> WHAT YOU ARE ASKED TO DO: Reproduce, without any change, the span of lines from the opening of the records below to the line containing "#[derive(Clone, Default)]", inclusive.

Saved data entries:
————————
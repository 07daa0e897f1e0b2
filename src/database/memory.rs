//! In-memory storage backend
//!
//! Keeps the whole store behind a single async mutex. Every operation runs
//! inside one lock scope, which gives join and leave the same atomicity the
//! Postgres backend gets from its transaction.

use std::collections::HashMap;
use std::sync::Arc;
use async_trait::async_trait;
use chrono::Utc;
use tokio::sync::Mutex;
use crate::database::backend::EventStorage;
use crate::models::{Event, Enrollment, CreateEventRequest};
use crate::utils::errors::{JoinMyError, Result};

#[derive(Default)]
struct MemoryState {
    next_id: i64,
    events: HashMap<i64, Event>,
    enrollments: HashMap<(i64, String), Enrollment>,
}

#[derive(Clone, Default)]
pub struct MemoryEventStore {
    state: Arc<Mutex<MemoryState>>,
}

impl MemoryEventStore {
    pub fn new() -> Self {
        Self::default()
    }
}

fn matches_filter(event: &Event, query: &str) -> bool {
    let query = query.to_lowercase();
    if event.name.to_lowercase().contains(&query) {
        return true;
    }
    event
        .description
        .as_deref()
        .map(|description| description.to_lowercase().contains(&query))
        .unwrap_or(false)
}

#[async_trait]
impl EventStorage for MemoryEventStore {
    async fn insert_event(&self, request: CreateEventRequest) -> Result<Event> {
        let mut state = self.state.lock().await;
        state.next_id += 1;

        let event = Event {
            id: state.next_id,
            name: request.name,
            organizer: request.organizer,
            description: request.description,
            latitude: request.latitude,
            longitude: request.longitude,
            scheduled_at: request.scheduled_at,
            capacity: request.capacity,
            enrolled: 0,
            cancellation_risk: request.cancellation_risk,
            created_at: Utc::now(),
        };

        state.events.insert(event.id, event.clone());
        Ok(event)
    }

    async fn find_by_id(&self, event_id: i64) -> Result<Option<Event>> {
        let state = self.state.lock().await;
        Ok(state.events.get(&event_id).cloned())
    }

    async fn list(&self, filter: Option<&str>) -> Result<Vec<Event>> {
        let state = self.state.lock().await;
        let mut events: Vec<Event> = state
            .events
            .values()
            .filter(|event| filter.map(|query| matches_filter(event, query)).unwrap_or(true))
            .cloned()
            .collect();

        events.sort_by_key(|event| event.scheduled_at);
        Ok(events)
    }

    async fn add_enrollment(&self, user_id: &str, event_id: i64) -> Result<Enrollment> {
        let mut state = self.state.lock().await;

        let (capacity, enrolled) = match state.events.get(&event_id) {
            Some(event) => (event.capacity, event.enrolled),
            None => return Err(JoinMyError::EventNotFound { event_id }),
        };

        let key = (event_id, user_id.to_string());
        if state.enrollments.contains_key(&key) {
            return Err(JoinMyError::AlreadyEnrolled {
                user_id: user_id.to_string(),
                event_id,
            });
        }

        if enrolled >= capacity {
            return Err(JoinMyError::EventFull { event_id });
        }

        let enrollment = Enrollment {
            user_id: user_id.to_string(),
            event_id,
            joined_at: Utc::now(),
        };

        state.enrollments.insert(key, enrollment.clone());
        if let Some(event) = state.events.get_mut(&event_id) {
            event.enrolled += 1;
        }

        Ok(enrollment)
    }

    async fn remove_enrollment(&self, user_id: &str, event_id: i64) -> Result<()> {
        let mut state = self.state.lock().await;

        if !state.events.contains_key(&event_id) {
            return Err(JoinMyError::EventNotFound { event_id });
        }

        let key = (event_id, user_id.to_string());
        if state.enrollments.remove(&key).is_none() {
            return Err(JoinMyError::NotEnrolled {
                user_id: user_id.to_string(),
                event_id,
            });
        }

        if let Some(event) = state.events.get_mut(&event_id) {
            event.enrolled = (event.enrolled - 1).max(0);
        }

        Ok(())
    }

    async fn is_enrolled(&self, user_id: &str, event_id: i64) -> Result<bool> {
        let state = self.state.lock().await;
        Ok(state.enrollments.contains_key(&(event_id, user_id.to_string())))
    }

    async fn user_events(&self, user_id: &str) -> Result<Vec<Event>> {
        let state = self.state.lock().await;
        let mut events: Vec<Event> = state
            .enrollments
            .keys()
            .filter(|(_, enrolled_user)| enrolled_user == user_id)
            .filter_map(|(event_id, _)| state.events.get(event_id).cloned())
            .collect();

        events.sort_by_key(|event| event.scheduled_at);
        Ok(events)
    }

    async fn enrollment_count(&self, event_id: i64) -> Result<i64> {
        let state = self.state.lock().await;
        let count = state
            .enrollments
            .keys()
            .filter(|(enrolled_event, _)| *enrolled_event == event_id)
            .count();

        Ok(count as i64)
    }
}

#[cfg(test)]
mod tests {
    use super::*;
    use proptest::prelude::*;

    fn yoga_request(capacity: i32) -> CreateEventRequest {
        CreateEventRequest {
            name: "Yoga".to_string(),
            organizer: "Alice".to_string(),
            description: Some("Morning yoga in the park".to_string()),
            latitude: 47.42,
            longitude: 9.37,
            scheduled_at: Utc::now(),
            capacity,
            cancellation_risk: None,
        }
    }

    #[tokio::test]
    async fn test_insert_assigns_fresh_ids() {
        let store = MemoryEventStore::new();
        let first = store.insert_event(yoga_request(5)).await.unwrap();
        let second = store.insert_event(yoga_request(5)).await.unwrap();

        assert_ne!(first.id, second.id);
        assert_eq!(first.enrolled, 0);
        assert_eq!(second.enrolled, 0);
    }

    #[tokio::test]
    async fn test_filter_is_case_insensitive() {
        let store = MemoryEventStore::new();
        store.insert_event(yoga_request(5)).await.unwrap();

        assert_eq!(store.list(Some("YOGA")).await.unwrap().len(), 1);
        assert_eq!(store.list(Some("park")).await.unwrap().len(), 1);
        assert_eq!(store.list(Some("football")).await.unwrap().len(), 0);
    }

    proptest! {
        #![proptest_config(ProptestConfig::with_cases(64))]

        // Random join/leave sequences never break the counter invariants:
        // 0 <= enrolled <= capacity, and enrolled equals the number of
        // enrollment records.
        #[test]
        fn prop_enrolled_matches_enrollment_count(
            ops in proptest::collection::vec((0..4u8, proptest::bool::ANY), 1..60)
        ) {
            let rt = tokio::runtime::Builder::new_current_thread()
                .build()
                .unwrap();

            rt.block_on(async {
                let store = MemoryEventStore::new();
                let event = store.insert_event(yoga_request(3)).await.unwrap();

                for (user_index, join) in ops {
                    let user_id = format!("user-{}", user_index);
                    if join {
                        let _ = store.add_enrollment(&user_id, event.id).await;
                    } else {
                        let _ = store.remove_enrollment(&user_id, event.id).await;
                    }

                    let current = store.find_by_id(event.id).await.unwrap().unwrap();
                    let count = store.enrollment_count(event.id).await.unwrap();
                    assert!(current.enrolled >= 0);
                    assert!(current.enrolled <= current.capacity);
                    assert_eq!(current.enrolled as i64, count);
                }
            });
        }
    }
}
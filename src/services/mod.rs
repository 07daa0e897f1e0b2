//! Services module
//!
//! This module contains business logic services

pub mod event;
pub mod geo;

// Re-export commonly used services
pub use event::EventService;
pub use geo::GeoService;

use std::sync::Arc;
use crate::config::settings::Settings;
use crate::database::EventStorage;
use crate::utils::errors::Result;

/// Service factory for creating and managing all services
#[derive(Clone)]
pub struct ServiceFactory {
    pub event_service: EventService,
    pub geo_service: GeoService,
}

impl ServiceFactory {
    /// Create a new ServiceFactory with all services initialized
    pub fn new(settings: Settings, storage: Arc<dyn EventStorage>) -> Result<Self> {
        let event_service = EventService::new(storage);
        let geo_service = GeoService::new(settings)?;

        Ok(Self {
            event_service,
            geo_service,
        })
    }

    /// Health check for all services
    pub async fn health_check(&self) -> ServiceHealthStatus {
        ServiceHealthStatus {
            storage_healthy: self.event_service.health_check().await,
            weather_risk_enabled: self.geo_service.is_enabled(),
        }
    }
}

/// Health status for all services
#[derive(Debug, Clone)]
pub struct ServiceHealthStatus {
    pub storage_healthy: bool,
    pub weather_risk_enabled: bool,
}

impl ServiceHealthStatus {
    /// Check if all critical services are healthy
    pub fn is_healthy(&self) -> bool {
        self.storage_healthy
    }

    /// Get list of unhealthy services
    pub fn get_issues(&self) -> Vec<String> {
        let mut issues = Vec::new();

        if !self.storage_healthy {
            issues.push("Storage backend unreachable".to_string());
        }

        issues
    }
}

#[cfg(test)]
mod tests {
    use super::*;
    use crate::database::MemoryEventStore;

    #[tokio::test]
    async fn test_factory_health_check() {
        let factory = ServiceFactory::new(
            Settings::default(),
            Arc::new(MemoryEventStore::new()),
        )
        .unwrap();

        let status = factory.health_check().await;
        assert!(status.is_healthy());
        assert!(status.get_issues().is_empty());
    }
}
————————
> RESULT:
repository 07daa0e897f1e0b2
filename src/database/memory.rs
//! In-memory storage backend
//!
//! Keeps the whole store behind a single async mutex. Every operation runs
//! inside one lock scope, which gives join and leave the same atomicity the
//! Postgres backend gets from its transaction.

use std::collections::HashMap;
use std::sync::Arc;
use async_trait::async_trait;
use chrono::Utc;
use tokio::sync::Mutex;
use crate::database::backend::EventStorage;
use crate::models::{Event, Enrollment, CreateEventRequest};
use crate::utils::errors::{JoinMyError, Result};

#[derive(Default)]
struct MemoryState {
    next_id: i64,
    events: HashMap<i64, Event>,
    enrollments: HashMap<(i64, String), Enrollment>,
}

#[derive(Clone, Default)]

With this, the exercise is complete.